> Task statement
Take the entries below and print, exactly, the stretch from the line containing "allowed to wrap." through the line containing "16 + // swap_in_amount_token_0", both included.

> Given data
/// Runs the swap loop against the pool in memory.
///
/// `amount` is the exact input when `is_base_input`, the exact output
/// otherwise. A zero `sqrt_price_limit_x64` means no limit. The pool's price,
/// tick, active liquidity, fee growth and protocol fees are updated in place;
/// crossed ticks are updated in the cache.
pub fn swap_internal(
    pool_state: &mut PoolState,
    cache: &mut TickArrayCache,
    bitmap: &TickArrayBitmap,
    amount: u64,
    sqrt_price_limit_x64: u128,
    zero_for_one: bool,
    is_base_input: bool,
) -> Result<SwapResult, ClmmError> {
    let sqrt_price_limit_x64 = match (sqrt_price_limit_x64, zero_for_one) {
        (0, true) => SQRT_PRICE_X64_MIN + 1,
        (0, false) => SQRT_PRICE_X64_MAX - 1,
        (limit, _) => limit,
    };
    let limit_valid = if zero_for_one {
        sqrt_price_limit_x64 < pool_state.sqrt_price_x64 && sqrt_price_limit_x64 > SQRT_PRICE_X64_MIN
    } else {
        sqrt_price_limit_x64 > pool_state.sqrt_price_x64 && sqrt_price_limit_x64 < SQRT_PRICE_X64_MAX
    };
    if !limit_valid {
        return Err(ClmmError::SqrtPriceLimitOverflow);
    }

    let tick_spacing = pool_state.tick_spacing;
    let mut amount_specified_remaining = amount;
    let mut amount_calculated: u64 = 0;
    let mut sqrt_price_x64 = pool_state.sqrt_price_x64;
    let mut tick = pool_state.tick_current;
    let mut liquidity = pool_state.liquidity;
    let mut fee_growth_global_x64 = if zero_for_one {
        pool_state.fee_growth_global_0_x64
    } else {
        pool_state.fee_growth_global_1_x64
    };
    let mut fee_amount_total: u64 = 0;
    let mut protocol_fee_total: u64 = 0;

    while amount_specified_remaining != 0 && sqrt_price_x64 != sqrt_price_limit_x64 {
        let sqrt_price_start_x64 = sqrt_price_x64;

        let (tick_next, initialized) =
            next_initialized_tick(cache, bitmap, tick, tick_spacing, zero_for_one)?;
        let tick_next = tick_next.clamp(TICK_MIN, TICK_MAX);
        let sqrt_price_next_tick_x64 = get_sqrt_price_at_tick(tick_next)?;

        let sqrt_price_target_x64 = if zero_for_one {
            sqrt_price_next_tick_x64.max(sqrt_price_limit_x64)
        } else {
            sqrt_price_next_tick_x64.min(sqrt_price_limit_x64)
        };

        let step = compute_swap_step(
            sqrt_price_x64,
            sqrt_price_target_x64,
            liquidity,
            amount_specified_remaining,
            pool_state.fee_rate,
            is_base_input,
            zero_for_one,
        )?;

        #[cfg(feature = "swap-debug-logs")]
        msg!(
            "swap step: tick_next={}, sqrt_price_next={}, in={}, out={}, fee={}",
            tick_next,
            step.sqrt_price_next_x64,
            step.amount_in,
            step.amount_out,
            step.fee_amount
        );

        let step_in_with_fee = step
            .amount_in
            .checked_add(step.fee_amount)
            .ok_or(ClmmError::MaxTokenOverflow)?;
        if is_base_input {
            amount_specified_remaining = amount_specified_remaining
                .checked_sub(step_in_with_fee)
                .ok_or(ClmmError::MathOverflow)?;
            amount_calculated = amount_calculated
                .checked_add(step.amount_out)
                .ok_or(ClmmError::MaxTokenOverflow)?;
        } else {
            amount_specified_remaining = amount_specified_remaining
                .checked_sub(step.amount_out)
                .ok_or(ClmmError::MathOverflow)?;
            amount_calculated = amount_calculated
                .checked_add(step_in_with_fee)
                .ok_or(ClmmError::MaxTokenOverflow)?;
        }

        // ===== FEE ACCOUNTING =====
        let (lp_fee, protocol_fee) = pool_state.split_protocol_fee(step.fee_amount)?;
        fee_amount_total = fee_amount_total
            .checked_add(step.fee_amount)
            .ok_or(ClmmError::MaxTokenOverflow)?;
        protocol_fee_total = protocol_fee_total
            .checked_add(protocol_fee)
            .ok_or(ClmmError::MaxTokenOverflow)?;
        if liquidity > 0 {
            let growth = (lp_fee as u128)
                .mul_div_floor(Q64, liquidity)
                .ok_or(ClmmError::MathOverflow)?;
            fee_growth_global_x64 = fee_growth_global_x64.wrapping_add(growth);
        }

        // ===== TICK TRANSITION =====
        if step.sqrt_price_next_x64 == sqrt_price_next_tick_x64 {
            if initialized {
                let (fee_growth_global_0_x64, fee_growth_global_1_x64) = if zero_for_one {
                    (fee_growth_global_x64, pool_state.fee_growth_global_1_x64)
                } else {
                    (pool_state.fee_growth_global_0_x64, fee_growth_global_x64)
                };
                let start = TickArrayState::get_array_start_index(tick_next, tick_spacing);
                let tick_state = cache
                    .get_mut(start)
                    .ok_or(ClmmError::TickArrayNotProvided)?
                    .get_tick_state_mut(tick_next, tick_spacing)?;
                let liquidity_net = tick_state.cross(fee_growth_global_0_x64, fee_growth_global_1_x64);
                let liquidity_net = if zero_for_one { -liquidity_net } else { liquidity_net };
                liquidity = add_delta(liquidity, liquidity_net)?;

                #[cfg(feature = "swap-debug-logs")]
                msg!("crossed tick {}, liquidity now {}", tick_next, liquidity);
            }
            tick = if zero_for_one { tick_next - 1 } else { tick_next };
        } else if step.sqrt_price_next_x64 != sqrt_price_start_x64 {
            tick = get_tick_at_sqrt_price(step.sqrt_price_next_x64)?;
        }
        sqrt_price_x64 = step.sqrt_price_next_x64;
    }

    // remaining amount is non-zero when the limit or the liquidity ran out first
    let amount_specified_used = amount - amount_specified_remaining;
    let (amount_in, amount_out) = if is_base_input {
        (amount_specified_used, amount_calculated)
    } else {
        (amount_calculated, amount_specified_used)
    };
    if amount_in == 0 || amount_out == 0 {
        return Err(ClmmError::LiquidityInsufficient);
    }

    pool_state.sqrt_price_x64 = sqrt_price_x64;
    pool_state.tick_current = tick;
    pool_state.liquidity = liquidity;
    if zero_for_one {
        pool_state.fee_growth_global_0_x64 = fee_growth_global_x64;
        pool_state.protocol_fees_token_0 = pool_state
            .protocol_fees_token_0
            .checked_add(protocol_fee_total)
            .ok_or(ClmmError::MaxTokenOverflow)?;
    } else {
        pool_state.fee_growth_global_1_x64 = fee_growth_global_x64;
        pool_state.protocol_fees_token_1 = pool_state
            .protocol_fees_token_1
            .checked_add(protocol_fee_total)
            .ok_or(ClmmError::MaxTokenOverflow)?;
    }

    Ok(SwapResult {
        amount_in,
        amount_out,
        fee_amount: fee_amount_total,
        protocol_fee: protocol_fee_total,
    })
}
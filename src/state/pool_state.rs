//! Pool State
//!
//! One `PoolState` account exists per ordered token pair. It holds the
//! current price, the active liquidity and the global fee accumulators that
//! every position's fee accounting is derived from.

use borsh::{BorshDeserialize, BorshSerialize};
use solana_program::pubkey::Pubkey;

use crate::{
    constants::{FEE_RATE_DENOMINATOR_VALUE, POOL_SEED},
    error::ClmmError,
    libraries::{full_math::MulDiv, tick_math::get_tick_at_sqrt_price},
};

/// Main pool state.
///
/// Prices are Q64.64 square roots of `token_1 / token_0`. Fee growth values
/// are Q64.64 fee amounts per unit of liquidity and are allowed to wrap.
#[derive(BorshSerialize, BorshDeserialize, Debug, Default, Clone, PartialEq)]
pub struct PoolState {
    pub is_initialized: bool,
    /// Bump of the pool PDA, stored as a slice-able array for signer seeds
    pub bump: [u8; 1],
    /// Authority allowed to change fee parameters and collect protocol fees
    pub owner: Pubkey,

    pub token_mint_0: Pubkey,
    pub token_mint_1: Pubkey,
    pub token_vault_0: Pubkey,
    pub token_vault_1: Pubkey,
    pub tick_array_bitmap: Pubkey,
    pub observation_key: Pubkey,

    pub mint_decimals_0: u8,
    pub mint_decimals_1: u8,

    pub tick_spacing: u16,
    /// Greatest tick whose sqrt price is lesser than or equal to `sqrt_price_x64`
    pub tick_current: i32,
    pub sqrt_price_x64: u128,
    /// Liquidity of the positions whose range contains the current tick
    pub liquidity: u128,

    /// Trade fee, hundredths of a basis point
    pub fee_rate: u32,
    /// Share of the trade fee kept by the protocol, over `FEE_RATE_DENOMINATOR_VALUE`
    pub protocol_fee_rate: u32,

    pub fee_growth_global_0_x64: u128,
    pub fee_growth_global_1_x64: u128,

    /// Protocol fees accrued and not yet collected
    pub protocol_fees_token_0: u64,
    pub protocol_fees_token_1: u64,

    // Lifetime swap volume
    pub swap_in_amount_token_0: u128,
    pub swap_out_amount_token_1: u128,
    pub swap_in_amount_token_1: u128,
    pub swap_out_amount_token_0: u128,
}

impl PoolState {
    pub fn get_packed_len() -> usize {
        1 +  // is_initialized
        1 +  // bump
        32 + // owner
        32 + // token_mint_0
        32 + // token_mint_1
        32 + // token_vault_0
        32 + // token_vault_1
        32 + // tick_array_bitmap
        32 + // observation_key
        1 +  // mint_decimals_0
        1 +  // mint_decimals_1
        2 +  // tick_spacing
        4 +  // tick_current
        16 + // sqrt_price_x64
        16 + // liquidity
        4 +  // fee_rate
        4 +  // protocol_fee_rate
        16 + // fee_growth_global_0_x64
        16 + // fee_growth_global_1_x64
        8 +  // protocol_fees_token_0
        8 +  // protocol_fees_token_1
        16 + // swap_in_amount_token_0
        16 + // swap_out_amount_token_1
        16 + // swap_in_amount_token_1
        16   // swap_out_amount_token_0
    }

    /// Signer seeds of the pool PDA, used when the pool moves tokens out of its vaults.
    pub fn seeds(&self) -> [&[u8]; 4] {
        [
            POOL_SEED,
            self.token_mint_0.as_ref(),
            self.token_mint_1.as_ref(),
            self.bump.as_ref(),
        ]
    }

    /// Sets the price and derives the current tick from it.
    pub fn set_sqrt_price(&mut self, sqrt_price_x64: u128) -> Result<(), ClmmError> {
        self.tick_current = get_tick_at_sqrt_price(sqrt_price_x64)?;
        self.sqrt_price_x64 = sqrt_price_x64;
        Ok(())
    }

    /// Returns `Some(true)` when `mint` is token 0, `Some(false)` for token 1.
    pub fn is_token_0(&self, mint: &Pubkey) -> Option<bool> {
        if *mint == self.token_mint_0 {
            Some(true)
        } else if *mint == self.token_mint_1 {
            Some(false)
        } else {
            None
        }
    }

    /// Vaults as `(input, output)` for a swap direction.
    pub fn swap_vaults(&self, zero_for_one: bool) -> (Pubkey, Pubkey) {
        if zero_for_one {
            (self.token_vault_0, self.token_vault_1)
        } else {
            (self.token_vault_1, self.token_vault_0)
        }
    }

    pub fn validate_fee_rates(fee_rate: u32, protocol_fee_rate: u32) -> Result<(), ClmmError> {
        if fee_rate >= FEE_RATE_DENOMINATOR_VALUE || protocol_fee_rate > FEE_RATE_DENOMINATOR_VALUE {
            return Err(ClmmError::InvalidFeeRate);
        }
        Ok(())
    }

    /// Splits a step fee into `(liquidity_provider_fee, protocol_fee)`.
    pub fn split_protocol_fee(&self, fee_amount: u64) -> Result<(u64, u64), ClmmError> {
        let protocol_fee = (fee_amount as u128)
            .mul_div_floor(
                self.protocol_fee_rate as u128,
                FEE_RATE_DENOMINATOR_VALUE as u128,
            )
            .ok_or(ClmmError::MathOverflow)? as u64;
        Ok((fee_amount - protocol_fee, protocol_fee))
    }

    /// Records the amounts of a completed swap in the lifetime counters.
    pub fn record_swap_volume(&mut self, zero_for_one: bool, amount_in: u64, amount_out: u64) {
        if zero_for_one {
            self.swap_in_amount_token_0 = self.swap_in_amount_token_0.saturating_add(amount_in as u128);
            self.swap_out_amount_token_1 = self.swap_out_amount_token_1.saturating_add(amount_out as u128);
        } else {
            self.swap_in_amount_token_1 = self.swap_in_amount_token_1.saturating_add(amount_in as u128);
            self.swap_out_amount_token_0 = self.swap_out_amount_token_0.saturating_add(amount_out as u128);
        }
    }
}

> Solution for this exercise
/// are Q64.64 fee amounts per unit of liquidity and are allowed to wrap.
#[derive(BorshSerialize, BorshDeserialize, Debug, Default, Clone, PartialEq)]
pub struct PoolState {
    pub is_initialized: bool,
    /// Bump of the pool PDA, stored as a slice-able array for signer seeds
    pub bump: [u8; 1],
    /// Authority allowed to change fee parameters and collect protocol fees
    pub owner: Pubkey,

    pub token_mint_0: Pubkey,
    pub token_mint_1: Pubkey,
    pub token_vault_0: Pubkey,
    pub token_vault_1: Pubkey,
    pub tick_array_bitmap: Pubkey,
    pub observation_key: Pubkey,

    pub mint_decimals_0: u8,
    pub mint_decimals_1: u8,

    pub tick_spacing: u16,
    /// Greatest tick whose sqrt price is lesser than or equal to `sqrt_price_x64`
    pub tick_current: i32,
    pub sqrt_price_x64: u128,
    /// Liquidity of the positions whose range contains the current tick
    pub liquidity: u128,

    /// Trade fee, hundredths of a basis point
    pub fee_rate: u32,
    /// Share of the trade fee kept by the protocol, over `FEE_RATE_DENOMINATOR_VALUE`
    pub protocol_fee_rate: u32,

    pub fee_growth_global_0_x64: u128,
    pub fee_growth_global_1_x64: u128,

    /// Protocol fees accrued and not yet collected
    pub protocol_fees_token_0: u64,
    pub protocol_fees_token_1: u64,

    // Lifetime swap volume
    pub swap_in_amount_token_0: u128,
    pub swap_out_amount_token_1: u128,
    pub swap_in_amount_token_1: u128,
    pub swap_out_amount_token_0: u128,
}

impl PoolState {
    pub fn get_packed_len() -> usize {
        1 +  // is_initialized
        1 +  // bump
        32 + // owner
        32 + // token_mint_0
        32 + // token_mint_1
        32 + // token_vault_0
        32 + // token_vault_1
        32 + // tick_array_bitmap
        32 + // observation_key
        1 +  // mint_decimals_0
        1 +  // mint_decimals_1
        2 +  // tick_spacing
        4 +  // tick_current
        16 + // sqrt_price_x64
        16 + // liquidity
        4 +  // fee_rate
        4 +  // protocol_fee_rate
        16 + // fee_growth_global_0_x64
        16 + // fee_growth_global_1_x64
        8 +  // protocol_fees_token_0
        8 +  // protocol_fees_token_1
        16 + // swap_in_amount_token_0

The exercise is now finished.